Decisions & Open Threads
- Slay the Beast of the Woods. The session's cliffhanger: a deadly poison-monster hunt, undertaken to honour Algrimmar's lodge and to harvest the venom sac that can save the orc medicine woman's dying patient. Preparation (antivenoms, poison resistance) is strongly advised.
- The midnight church meeting. Tonight at midnight the party meets — alone, by the bells — the heart-broken soul the witch church needs help for; the Covenite asks them to consider it deeply before accepting.
- The frog-folk fence. Build the fence (Magra, Fenric, Algrimmar, +Thalia's thorns) over the two-week downtime; King Ringo then pays Edgar for the change-of-use deed, completing the third and last frog-folk task and the witch's good-deed slate.
- The dragon hand-in, still pending. The silenced drake skeleton's bounty (to Sheriff Jeremiah Falconer and Dominus) waits on Valmora confirming it stays dead; the banked pip rides on the dragon and town-help hand-ins.
- The fool's-gold leaf. Why the orc medicine woman is quietly hoarding a deadly look-alike poison is an unflagged thread; Thalia means to mark and later gather it.

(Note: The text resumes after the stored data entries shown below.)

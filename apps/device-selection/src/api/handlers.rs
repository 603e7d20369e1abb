//! # API Endpoint Handlers

use super::{
    AppState,
    auth::{Token, tokens_match},
    types::{
        ApiError, DeviceTypesQuery, GroupHelperQuery, HealthResponse, InvalidationResponse,
        LegacySelectablesQuery, SelectablesQuery, parse_body,
    },
};
use crate::invalidation::InvalidationEvent;
use axum::{
    Extension, Json,
    body::Bytes,
    extract::{Query, State},
    http::StatusCode,
    response::IntoResponse,
};
use device_selection_core::{
    DeviceGroupFilterCriterion, DeviceType, FilterCriterion, GroupHelperResult, Selectable,
    SelectionError,
};

/// Health check endpoint.
pub async fn health_handler() -> impl IntoResponse {
    Json(HealthResponse::default())
}

// =============================================================================
// SELECTABLES
// =============================================================================

/// `GET /selectables`: devices only, legacy parameters.
pub async fn legacy_selectables_handler(
    State(state): State<AppState>,
    Extension(Token(token)): Extension<Token>,
    Query(query): Query<LegacySelectablesQuery>,
) -> Result<Json<Vec<Selectable>>, ApiError> {
    let criteria = query.criteria()?;
    let selectables = state
        .engine
        .selectables(&token, &criteria, &query.options())
        .await?;
    Ok(Json(selectables))
}

/// `GET /v2/selectables`: criteria in `json` or `base64`.
pub async fn selectables_handler(
    State(state): State<AppState>,
    Extension(Token(token)): Extension<Token>,
    Query(query): Query<SelectablesQuery>,
) -> Result<Json<Vec<Selectable>>, ApiError> {
    let criteria = query.criteria()?;
    let options = query.options()?;
    let selectables = state.engine.selectables(&token, &criteria, &options).await?;
    Ok(Json(selectables))
}

/// `POST /v2/query/selectables`: criteria in the body.
pub async fn query_selectables_handler(
    State(state): State<AppState>,
    Extension(Token(token)): Extension<Token>,
    Query(query): Query<SelectablesQuery>,
    body: Bytes,
) -> Result<Json<Vec<Selectable>>, ApiError> {
    let criteria: Vec<FilterCriterion> = parse_body(&body)?;
    let options = query.options()?;
    let selectables = state.engine.selectables(&token, &criteria, &options).await?;
    Ok(Json(selectables))
}

// =============================================================================
// DEVICE GROUPS
// =============================================================================

/// `POST /device-group-helper`: body is the current member ids.
pub async fn group_helper_handler(
    State(state): State<AppState>,
    Extension(Token(token)): Extension<Token>,
    Query(query): Query<GroupHelperQuery>,
    body: Bytes,
) -> Result<Json<GroupHelperResult>, ApiError> {
    let device_ids: Vec<String> = parse_body(&body)?;
    let result = state
        .engine
        .group_helper(
            &token,
            &device_ids,
            query.maintains_group_usability.unwrap_or(false),
        )
        .await?;
    Ok(Json(result))
}

/// `POST /device-group-criteria`: body is the member ids.
pub async fn group_criteria_handler(
    State(state): State<AppState>,
    Extension(Token(token)): Extension<Token>,
    body: Bytes,
) -> Result<Json<Vec<DeviceGroupFilterCriterion>>, ApiError> {
    let device_ids: Vec<String> = parse_body(&body)?;
    let criteria = state
        .engine
        .device_group_criteria(&token, &device_ids)
        .await?;
    Ok(Json(criteria))
}

// =============================================================================
// DEVICE TYPES
// =============================================================================

/// `GET /device-types`.
pub async fn device_types_handler(
    State(state): State<AppState>,
    Query(query): Query<DeviceTypesQuery>,
) -> Result<Json<Vec<DeviceType>>, ApiError> {
    let criteria = query.criteria()?;
    let device_types = state
        .engine
        .device_types(&criteria, &query.options())
        .await?;
    Ok(Json(device_types))
}

// =============================================================================
// INVALIDATION
// =============================================================================

/// `POST /invalidations`: publish a catalog change on the bus.
pub async fn invalidation_handler(
    State(state): State<AppState>,
    Extension(Token(token)): Extension<Token>,
    body: Bytes,
) -> Result<impl IntoResponse, ApiError> {
    if let Some(expected) = &state.invalidation_token
        && !tokens_match(&token, expected)
    {
        tracing::warn!(
            event = "auth_failure",
            reason = "invalid_invalidation_token",
            "Invalidation rejected"
        );
        return Err(ApiError(SelectionError::Forbidden(
            "token may not publish invalidations".into(),
        )));
    }
    let event: InvalidationEvent = parse_body(&body)?;
    let families: Vec<String> = event
        .families()
        .iter()
        .map(|f| f.as_str().to_string())
        .collect();
    let accepted = !families.is_empty();
    if accepted {
        state.bus.publish(event);
    }
    Ok((
        StatusCode::ACCEPTED,
        Json(InvalidationResponse { accepted, families }),
    ))
}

- Turn the town, quietly. The party leans toward a covert pro-Reclamation tilt rather than openly toppling the Laewendas-installed mayor Belbermont — the mill that arms Cathalon remains the strategic prize.

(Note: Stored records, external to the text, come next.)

//! # Id Modifier Codec
//!
//! Virtual devices are addressed by decorating a stored id with a modifier
//! suffix: `base$k1=v1,v2&k2=v3`. Keys are sorted, keys and values are
//! percent-encoded. Storage only ever sees the base; the suffix is applied
//! when results are emitted.

use crate::SelectionError;
use crate::primitives::{MODIFIER_SEPARATOR, SERVICE_GROUP_SELECTION};
use std::collections::BTreeMap;

/// Modifier parameters: key → values.
pub type ModifierParams = BTreeMap<String, Vec<String>>;

/// Append `params` to `base`. Empty params return `base` unchanged.
#[must_use]
pub fn encode(base: &str, params: &ModifierParams) -> String {
    if params.is_empty() {
        return base.to_string();
    }
    let suffix = params
        .iter()
        .map(|(key, values)| {
            let values: Vec<String> = values
                .iter()
                .map(|v| urlencoding::encode(v).into_owned())
                .collect();
            format!("{}={}", urlencoding::encode(key), values.join(","))
        })
        .collect::<Vec<_>>()
        .join("&");
    format!("{}{}{}", base, MODIFIER_SEPARATOR, suffix)
}

/// Split an id into its base and modifier parameters.
///
/// Splits on the first `$`. An id without `$` has no parameters.
pub fn parse(id: &str) -> Result<(String, ModifierParams), SelectionError> {
    let Some((base, suffix)) = id.split_once(MODIFIER_SEPARATOR) else {
        return Ok((id.to_string(), ModifierParams::new()));
    };

    let mut params = ModifierParams::new();
    for pair in suffix.split('&').filter(|p| !p.is_empty()) {
        let (key, raw_values) = pair.split_once('=').ok_or_else(|| {
            SelectionError::BadRequest(format!("malformed id modifier '{}' in '{}'", pair, id))
        })?;
        let key = decode(key, id)?;
        let values = raw_values
            .split(',')
            .map(|v| decode(v, id))
            .collect::<Result<Vec<_>, _>>()?;
        params.entry(key).or_default().extend(values);
    }
    Ok((base.to_string(), params))
}

fn decode(raw: &str, id: &str) -> Result<String, SelectionError> {
    urlencoding::decode(raw)
        .map(|s| s.into_owned())
        .map_err(|e| SelectionError::BadRequest(format!("invalid encoding in id '{}': {}", id, e)))
}

/// The base of an id, without parsing the suffix.
#[must_use]
pub fn strip(id: &str) -> &str {
    id.split_once(MODIFIER_SEPARATOR)
        .map(|(base, _)| base)
        .unwrap_or(id)
}

/// True when the id carries a modifier suffix.
#[must_use]
pub fn is_modified(id: &str) -> bool {
    id.contains(MODIFIER_SEPARATOR)
}

/// The selected service group, if the parameters name exactly one.
#[must_use]
pub fn service_group_selection(params: &ModifierParams) -> Option<&str> {
    match params.get(SERVICE_GROUP_SELECTION).map(Vec::as_slice) {
        Some([key]) => Some(key.as_str()),
        _ => None,
    }
}

/// `base$service_group_selection=KEY`.
#[must_use]
pub fn with_service_group(base: &str, key: &str) -> String {
    let mut params = ModifierParams::new();
    params.insert(SERVICE_GROUP_SELECTION.to_string(), vec![key.to_string()]);
    encode(base, &params)
}

// =============================================================================
// TESTS
// =============================================================================
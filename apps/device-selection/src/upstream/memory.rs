//! # In-Memory Upstream
//!
//! Serves a catalog snapshot from memory. Used by the integration tests and
//! by the `check` CLI command. Calls are counted per method and transient
//! failures can be injected, so cache behavior is observable.

use super::{
    Action, DeviceFilter, DeviceRepository, ImportRepository, PermissionOracle, ResourceKind,
    UpstreamError,
};
use async_trait::async_trait;
use device_selection_core::{
    Aspect, Concept, ContentVariable, Device, DeviceGroup, DeviceType, Function, Import,
    ImportType,
};
use parking_lot::{Mutex, RwLock};
use serde::{Deserialize, Serialize};
use std::collections::BTreeMap;

/// What one token may read.
#[derive(Debug, Clone, Default, PartialEq, Eq, Serialize, Deserialize)]
#[serde(default)]
pub struct Grant {
    pub devices: Vec<String>,
    pub device_groups: Vec<String>,
    pub imports: Vec<String>,
}

impl Grant {
    fn ids(&self, kind: ResourceKind) -> &[String] {
        match kind {
            ResourceKind::Devices => &self.devices,
            ResourceKind::DeviceGroups => &self.device_groups,
            ResourceKind::Imports => &self.imports,
        }
    }
}

/// A complete catalog snapshot, as stored in a fixtures file.
///
/// Without `grants` every token reads everything. With grants, unknown
/// tokens are rejected.
#[derive(Debug, Clone, Default, PartialEq, Serialize, Deserialize)]
#[serde(default)]
pub struct Fixtures {
    pub aspects: Vec<Aspect>,
    pub functions: Vec<Function>,
    pub concepts: Vec<Concept>,
    pub device_types: Vec<DeviceType>,
    pub devices: Vec<Device>,
    pub device_groups: Vec<DeviceGroup>,
    pub import_types: Vec<ImportType>,
    pub imports: Vec<Import>,
    pub grants: BTreeMap<String, Grant>,
}

/// In-memory implementation of every upstream trait.
#[derive(Default)]
pub struct MemoryUpstream {
    fixtures: RwLock<Fixtures>,
    calls: Mutex<BTreeMap<&'static str, usize>>,
    failures: Mutex<usize>,
}

impl MemoryUpstream {
    #[must_use]
    pub fn new(fixtures: Fixtures) -> Self {
        Self {
            fixtures: RwLock::new(fixtures),
            ..Self::default()
        }
    }

    /// Edit the catalog in place. Callers publish the matching invalidation.
    pub fn update<F: FnOnce(&mut Fixtures)>(&self, edit: F) {
        edit(&mut self.fixtures.write());
    }

    /// Number of calls made to `method` so far.
    #[must_use]
    pub fn calls(&self, method: &str) -> usize {
        self.calls.lock().get(method).copied().unwrap_or(0)
    }

    /// Make the next `n` calls fail transiently.
    pub fn fail_next(&self, n: usize) {
        *self.failures.lock() = n;
    }

    fn enter(&self, method: &'static str) -> Result<(), UpstreamError> {
        *self.calls.lock().entry(method).or_insert(0) += 1;
        let mut failures = self.failures.lock();
        if *failures > 0 {
            *failures -= 1;
            return Err(UpstreamError::Transient(format!("injected failure in {}", method)));
        }
        Ok(())
    }

    fn grant(&self, token: &str) -> Result<Option<Grant>, UpstreamError> {
        let fixtures = self.fixtures.read();
        if fixtures.grants.is_empty() {
            return Ok(None);
        }
        fixtures
            .grants
            .get(token)
            .cloned()
            .map(Some)
            .ok_or(UpstreamError::Unauthorized)
    }

    fn all_ids(&self, kind: ResourceKind) -> Vec<String> {
        let fixtures = self.fixtures.read();
        match kind {
            ResourceKind::Devices => fixtures.devices.iter().map(|d| d.id.clone()).collect(),
            ResourceKind::DeviceGroups => {
                fixtures.device_groups.iter().map(|g| g.id.clone()).collect()
            }
            ResourceKind::Imports => fixtures.imports.iter().map(|i| i.id.clone()).collect(),
        }
    }
}

fn mentions_function(variable: &ContentVariable, function_ids: &[String]) -> bool {
    function_ids.contains(&variable.function_id)
        || variable
            .sub_content_variables
            .iter()
            .any(|v| mentions_function(v, function_ids))
}

fn type_mentions(device_type: &DeviceType, function_ids: &[String]) -> bool {
    device_type.services.iter().any(|s| {
        s.inputs
            .iter()
            .chain(&s.outputs)
            .any(|c| mentions_function(&c.content_variable, function_ids))
    })
}

#[async_trait]
impl DeviceRepository for MemoryUpstream {
    /// Devices whose type is missing from the fixtures cannot be ruled out
    /// and are recalled.
    async fn list_devices(&self, filter: &DeviceFilter) -> Result<Vec<Device>, UpstreamError> {
        self.enter("list_devices")?;
        let fixtures = self.fixtures.read();
        let function_ids = filter.function_ids();
        Ok(fixtures
            .devices
            .iter()
            .filter(|d| filter.ids.as_ref().is_none_or(|ids| ids.contains(&d.id)))
            .filter(|d| {
                function_ids.is_empty()
                    || fixtures
                        .device_types
                        .iter()
                        .find(|t| t.id == d.device_type_id)
                        .is_none_or(|t| type_mentions(t, &function_ids))
            })
            .cloned()
            .collect())
    }

    async fn device(&self, id: &str) -> Result<Device, UpstreamError> {
        self.enter("device")?;
        self.fixtures
            .read()
            .devices
            .iter()
            .find(|d| d.id == id)
            .cloned()
            .ok_or_else(|| UpstreamError::NotFound(format!("device '{}'", id)))
    }

    async fn device_type(&self, id: &str) -> Result<DeviceType, UpstreamError> {
        self.enter("device_type")?;
        self.fixtures
            .read()
            .device_types
            .iter()
            .find(|t| t.id == id)
            .cloned()
            .ok_or_else(|| UpstreamError::NotFound(format!("device type '{}'", id)))
    }

    async fn list_device_types(&self) -> Result<Vec<DeviceType>, UpstreamError> {
        self.enter("list_device_types")?;
        Ok(self.fixtures.read().device_types.clone())
    }

    async fn list_aspects(&self) -> Result<Vec<Aspect>, UpstreamError> {
        self.enter("list_aspects")?;
        Ok(self.fixtures.read().aspects.clone())
    }

    async fn list_functions(&self) -> Result<Vec<Function>, UpstreamError> {
        self.enter("list_functions")?;
        Ok(self.fixtures.read().functions.clone())
    }

    async fn list_concepts(&self) -> Result<Vec<Concept>, UpstreamError> {
        self.enter("list_concepts")?;
        Ok(self.fixtures.read().concepts.clone())
    }

    async fn list_device_groups(&self) -> Result<Vec<DeviceGroup>, UpstreamError> {
        self.enter("list_device_groups")?;
        Ok(self.fixtures.read().device_groups.clone())
    }
}

#[async_trait]
impl PermissionOracle for MemoryUpstream {
    async fn check(
        &self,
        token: &str,
        kind: ResourceKind,
        id: &str,
        _action: Action,
    ) -> Result<bool, UpstreamError> {
        self.enter("check")?;
        Ok(match self.grant(token)? {
            None => self.all_ids(kind).iter().any(|i| i == id),
            Some(grant) => grant.ids(kind).iter().any(|i| i == id),
        })
    }

    async fn list_readable(
        &self,
        token: &str,
        kind: ResourceKind,
    ) -> Result<Vec<String>, UpstreamError> {
        self.enter("list_readable")?;
        Ok(match self.grant(token)? {
            None => self.all_ids(kind),
            Some(grant) => grant.ids(kind).to_vec(),
        })
    }
}

#[async_trait]
impl ImportRepository for MemoryUpstream {
    async fn list_import_types(&self, token: &str) -> Result<Vec<ImportType>, UpstreamError> {
        self.enter("list_import_types")?;
        self.grant(token)?;
        Ok(self.fixtures.read().import_types.clone())
    }

    async fn list_imports(&self, token: &str) -> Result<Vec<Import>, UpstreamError> {
        self.enter("list_imports")?;
        let grant = self.grant(token)?;
        Ok(self
            .fixtures
            .read()
            .imports
            .iter()
            .filter(|i| grant.as_ref().is_none_or(|g| g.imports.contains(&i.id)))
            .cloned()
            .collect())
    }
}

// =============================================================================
// TESTS
// =============================================================================

#[cfg(test)]
mod tests {
    use super::*;

    fn fixtures() -> Fixtures {
        Fixtures {
            devices: vec![
                Device {
                    id: "d1".into(),
                    device_type_id: "t1".into(),
                    ..Device::default()
                },
                Device {
                    id: "d2".into(),
                    device_type_id: "t1".into(),
                    ..Device::default()
                },
            ],
            ..Fixtures::default()
        }
    }

    #[tokio::test]
    async fn open_catalog_reads_everything() {
        let upstream = MemoryUpstream::new(fixtures());
        let ids = upstream
            .list_readable("any", ResourceKind::Devices)
            .await
            .expect("readable");
        assert_eq!(ids, vec!["d1".to_string(), "d2".to_string()]);
        assert!(upstream
            .check("any", ResourceKind::Devices, "d1", Action::Read)
            .await
            .expect("check"));
    }

    #[tokio::test]
    async fn grants_restrict_and_reject_unknown_tokens() {
        let mut f = fixtures();
        f.grants.insert(
            "alice".into(),
            Grant {
                devices: vec!["d2".into()],
                ..Grant::default()
            },
        );
        let upstream = MemoryUpstream::new(f);
        let ids = upstream
            .list_readable("alice", ResourceKind::Devices)
            .await
            .expect("readable");
        assert_eq!(ids, vec!["d2".to_string()]);
        assert_eq!(
            upstream.list_readable("mallory", ResourceKind::Devices).await,
            Err(UpstreamError::Unauthorized)
        );
    }

    #[tokio::test]
    async fn injected_failures_and_call_counts() {
        let upstream = MemoryUpstream::new(fixtures());
        upstream.fail_next(1);
        assert!(upstream.device("d1").await.is_err());
        assert!(upstream.device("d1").await.is_ok());
        assert_eq!(upstream.calls("device"), 2);
        assert!(matches!(
            upstream.device("nope").await,
            Err(UpstreamError::NotFound(_))
        ));
    }
}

- Where next. After Ponterford the heading is still loose; the GM's prep points toward a Druid's Grove near the Veilwood (also staged for the parallel "Red Group") and, eventually, the assault on Laewendas.
- Carryover: Jex's legal non-existence (declined registration) and her ultra-arrow; Otto's package and Thalia's oath; the red-candle tomb / 14-ft coffin (Session 24) and Valmora's dead-gods quarry; the imprisoned Caressa and the cave's deferred loot; the missing mothers; the longer heading to the Veilwood.
- Roster. On-screen: Thalia, Silithane, Lash, Magra, Fenric, Valmora, Jex — plus Salamandine and Silithane's crow. The rest of the group remains absent (and must return before the party levels); Ashlyn is recalled to the Veilwood, Draak is gone. Still level 6.
Memorable Moments
- "Are we living in screaming corpses?" Jex chasing the owl's lesson to its grim end (off Fenric's Arcana 18), the GM confirming the house "is not screaming because all the wood it's made of is from murdered plants" — you're merely living in their dead bodies.
- The junk stone. An entire roadside religion of pointless garbage, tended by Victus the (formerly) Mute, who keeps the name out of habit — and a party that solemnly donates a gnome skull and a dead man's worthless favour to it.
- "Legally distinct from knighted." King Ringo tapping Fenric's shoulders with his staff and bestowing the one honour a frog-king is legally allowed to give.
- British directions. A whole town built on three hills and one lawyer's house that every single party member walks past, twice, while arguing which side of the bridge to use.
- The grooming apology. Four orcs gravely laying hands on Magra's shoulders to mourn that her 700-year-old elf mother married her 60-year-old orc father — "the difference in those creatures is incredible."
- "I wish to slay the Beast of the Woods." The senior orc refusing to hand over the quest until Magra says the exact words and means them — and the table failing, repeatedly, to make Mia sound sincere.
- The beach-towel scroll. Ogre-sized spell scrolls so vast that Silithane could only read one by lying on a rooftop while someone unfurls it half a mile away.
- Cat's cradle and a widow's grief. While the rest of the party spends a full in-game hour failing to find the law office one house away, Valmora and Thalia share a quiet heart-to-heart on the riverbank (and learn cat's cradle) — Valmora's long-dead human husband surfacing only because Thalia thought to ask, "one of the only appropriate ways" to raise him.